Uncle George was the least vigorous of a very sturdy family. He was delicate as a boy and his frequent enforced absences from school handicapped him very much. He entered college, but in his Sophomore year had a very serious breakdown. He was slow in rallying, and it was decided, to his great disappointment, that it was better for him not to return. He had much artistic ability and his architectural drawings were beautiful. He was also a really learned botanist and was passionately fond of flowers and all growing things. With these gifts it seems hard that his always constant ill health prevented his making a career for himself. He lived on at 77 Elm Street, and never was there such a delightful invalid. It was hard to believe, when with him, that there was anything amiss. He not only never complained, but always seemed to be in the best of spirits. It was Uncle George who was always ready to help in any family emergency. If there was a tiresome guest it was Uncle George who took the entertaining of them on his hands. Were any of the children ill it was Uncle George who read to them or told them stories. He it was who visited the sick and afflicted, especially in the dependent class, and always left them cheered and consoled. With all his sweetness of disposition he had a keen insight into human nature and his shrewd comments always hit the mark when needed. We had in the family connection a really great beauty whose ability to keep a number of devoted suitors on the string was a never-failing topic of family gossip. Someone said, "She weighs all of the advantages of her admirers so carefully." Uncle George replied, "Well Louise has a queer set of weights. She may have ounces and grams too, but she certainly has no scruples!"

We are often told in modern teaching that it far more important to be than to do. If that is so, no one ever achieved more than Uncle George. His Being was a blessing and its remembrance an inspiration.

Eli Whitney Blake, Jr. (my father) was, of course, named for his father, and it is interesting that he should have inherited his father's strong scientific bent as well as his name.

My dear father had a troubulous childhood. When about 4 years old he had scarlet fever. He was making a good recovery when, through the carelessness of a nurse, he had some exposure, which resulted in a lameness which lasted all his life. He was always experimenting with dangerous things, and on one occasion (as has already been mentioned) blew himself up with gun powder. The result of that adventure was the loss of the tips of two of his fingers. He bemoaned this chiefly because it obliged him to give up his violin playing, to which he was devoted.

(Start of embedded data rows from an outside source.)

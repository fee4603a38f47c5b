//! The object dictionary: a keyed cache of the most recently observed (or
//! locally declared) object values, with size-inference rules matching the
//! wire behavior of expedited SDO and PDO transfers.

use std::collections::BTreeMap;

use crate::error::CanOpenError;
use crate::frame::{LittleEndian, Timestamp};

#[derive(Debug, Clone, Copy)]
struct ObjectValue {
    data: [u8; 4],
    size: u8,
    known_size: bool,
    last_update: Timestamp,
}

impl ObjectValue {
    fn declared(size: u8) -> Self {
        ObjectValue {
            data: [0; 4],
            size,
            known_size: true,
            last_update: Timestamp::NULL,
        }
    }
}

/// Cache of `(objectId, subId) -> {bytes, size, knownSize, lastUpdate}`.
///
/// Entries are created either explicitly by [`Dictionary::declare`], or
/// implicitly the first time the engine observes a value for an identifier
/// it doesn't yet know about. Reads always copy out; nothing here hands out
/// a reference to a stored buffer.
#[derive(Debug, Default, Clone)]
pub struct Dictionary {
    entries: BTreeMap<(u16, u8), ObjectValue>,
}

impl Dictionary {
    pub fn new() -> Dictionary {
        Dictionary::default()
    }

    /// Declares an object of the given size, overwriting any previous entry.
    /// The new entry is unread (`timestamp` is null) until something writes
    /// to it.
    pub fn declare(&mut self, object_id: u16, sub_id: u8, size: u8) {
        self.entries
            .insert((object_id, sub_id), ObjectValue::declared(size));
    }

    pub fn has(&self, object_id: u16, sub_id: u8) -> bool {
        self.size_of(object_id, sub_id) > 0
    }

    pub fn size_of(&self, object_id: u16, sub_id: u8) -> u8 {
        self.entries
            .get(&(object_id, sub_id))
            .map(|v| v.size)
            .unwrap_or(0)
    }

    /// `true` once the entry exists and has a pinned size (set either via
    /// [`Dictionary::declare`] or a prior typed [`Dictionary::get`]).
    pub fn known_size(&self, object_id: u16, sub_id: u8) -> bool {
        self.entries
            .get(&(object_id, sub_id))
            .map(|v| v.known_size)
            .unwrap_or(false)
    }

    pub fn timestamp(&self, object_id: u16, sub_id: u8) -> Timestamp {
        self.entries
            .get(&(object_id, sub_id))
            .map(|v| v.last_update)
            .unwrap_or(Timestamp::NULL)
    }

    /// Copies the stored bytes into `out`, returning the number of bytes
    /// copied. Returns `0` if the entry is absent or declared-but-unread.
    pub fn get_raw(&self, object_id: u16, sub_id: u8, out: &mut [u8]) -> Result<usize, CanOpenError> {
        let Some(value) = self.entries.get(&(object_id, sub_id)) else {
            return Ok(0);
        };
        if value.last_update.is_null() {
            return Ok(0);
        }
        let size = value.size as usize;
        if out.len() < size {
            return Err(CanOpenError::BufferSizeTooSmall {
                capacity: out.len(),
                needed: size,
            });
        }
        out[..size].copy_from_slice(&value.data[..size]);
        Ok(size)
    }

    /// Writes an observed value straight through, bypassing the `set<T>`
    /// non-null-timestamp check. Used by the state machine when ingesting
    /// frames, where the size and known-size bookkeeping has already been
    /// worked out against the classification rules.
    pub(crate) fn write_raw(
        &mut self,
        object_id: u16,
        sub_id: u8,
        data: &[u8],
        size: u8,
        known_size: bool,
        time: Timestamp,
    ) {
        let entry = self
            .entries
            .entry((object_id, sub_id))
            .or_insert_with(|| ObjectValue {
                data: [0; 4],
                size,
                known_size,
                last_update: Timestamp::NULL,
            });
        entry.data = [0; 4];
        entry.data[..data.len()].copy_from_slice(data);
        entry.size = size;
        entry.known_size = known_size;
        entry.last_update = time;
    }

    /// Writes the little-endian encoding of `value`, pinning the entry's
    /// size to `T::SIZE`. `time` must be non-null.
    pub fn set<T: LittleEndian>(
        &mut self,
        object_id: u16,
        sub_id: u8,
        value: T,
        time: Timestamp,
    ) -> Result<(), CanOpenError> {
        if time.is_null() {
            return Err(CanOpenError::InvalidArgument(
                "set requires a non-null timestamp".to_string(),
            ));
        }
        let mut buf = [0u8; 4];
        value.encode_le(&mut buf);
        self.write_raw(object_id, sub_id, &buf[..T::SIZE], T::SIZE as u8, true, time);
        Ok(())
    }

    /// Typed read. Fails with [`CanOpenError::ObjectNotRead`] if the entry
    /// doesn't exist or has never been written to. On a known-size entry,
    /// fails with [`CanOpenError::InvalidObjectType`] if `T`'s width doesn't
    /// match the stored size. On an entry whose size isn't yet known (an
    /// object first observed through an unknown-size SDO upload reply),
    /// pins the size to `T::SIZE` as a side effect.
    pub fn get<T: LittleEndian>(&mut self, object_id: u16, sub_id: u8) -> Result<T, CanOpenError> {
        let entry = self
            .entries
            .get_mut(&(object_id, sub_id))
            .ok_or(CanOpenError::ObjectNotRead { object_id, sub_id })?;
        if entry.last_update.is_null() {
            return Err(CanOpenError::ObjectNotRead { object_id, sub_id });
        }
        if entry.known_size {
            if entry.size as usize != T::SIZE {
                return Err(CanOpenError::InvalidObjectType {
                    object_id,
                    sub_id,
                    known: entry.size,
                    requested: T::SIZE as u8,
                });
            }
        } else {
            entry.size = T::SIZE as u8;
            entry.known_size = true;
        }
        Ok(T::decode_le(&entry.data[..T::SIZE]))
    }
}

My father went to the Academy in Leicester, Massachusetts. He always spoke well of the teaching he had there, and gratefully of the pleasant holidays at his sister Mary's (your grandmother Bushnell), then living in Worcester, where Dr. Bushnell had a large church.

Though Eli Whitney, Jr. had already decided on a scientific career and Yale offered little in that line, he never the less took a high stand in his class. His Societies were D.K.E. and Bones. When he graduated it became a question where he could go in this country to pursue the studies he was so anxious to continue. Even then he had decided to specialize in acoustics and electricity, the last named subject being almost in its infancy. While he was looking about for an opening he went into mechanics from the high mathematical angle and from the practical side as demonstrated in his father's foundry. These studies were afterwards of great use to him when Professor of Mechanics at Cornell and Brown.

His marriage to my mother, Helen Mary Rood, was a turning point in his life in many ways. Helen Mary Rood was a sister of your Grandmother Hazard. Now you see how if come to be such a near cousin, and able to tell you about all sides of your family. Your Grandmother Bushnell and my father were brother and sister, which makes your mother and me first cousins. Add to that the fact that I married your father's cousin Barclay Hazard, and it is not wonder that I have to keep in touch with all sides.

My mother was a comparative stranger in New Haven. Her Aunt Mary Odgen came there, bringing with her my mother and her brother Ogden N. Rood, that the latter might go to Yale. Uncle Ogden was a brilliant man but always very temperamental. In his Sophomore year he distinguished himself by shooting an arrow into the face of the College clock, thereby stopping the hands to the great disturbance of academic routine. Perhaps I should explain here that the face of the clock in primitive days was of wood as were also the large and ponderous hands. Of course no one had seen the arrow fired and no one knew anything about it. Unfortunately when the arrow was retrieved it bore the initials of its owner who was promptly "rusticated" as it was called in those days, suspended as we should say now. This so infuriated our hot-tempered uncle that he declined to return and was sent to Princeton to finish his college course. He spent the greater part of his life as Professor at Columbia and it might be throught that recollection of his own early escapades might have made him tolerant of others, but he was always known as the most severe disciplinarian on the faculty. While disappointed that her nephew did not return to Yale, Aunt Mary Ogden, who had settled down and built a house, decided to stay where she was. My mother (your Aunt Helen Blake) soon found her way into the inner circles of New Haven and became great friends with our Blake aunts. She was a very intellectual woman and took the deepest interest in her husband's studies.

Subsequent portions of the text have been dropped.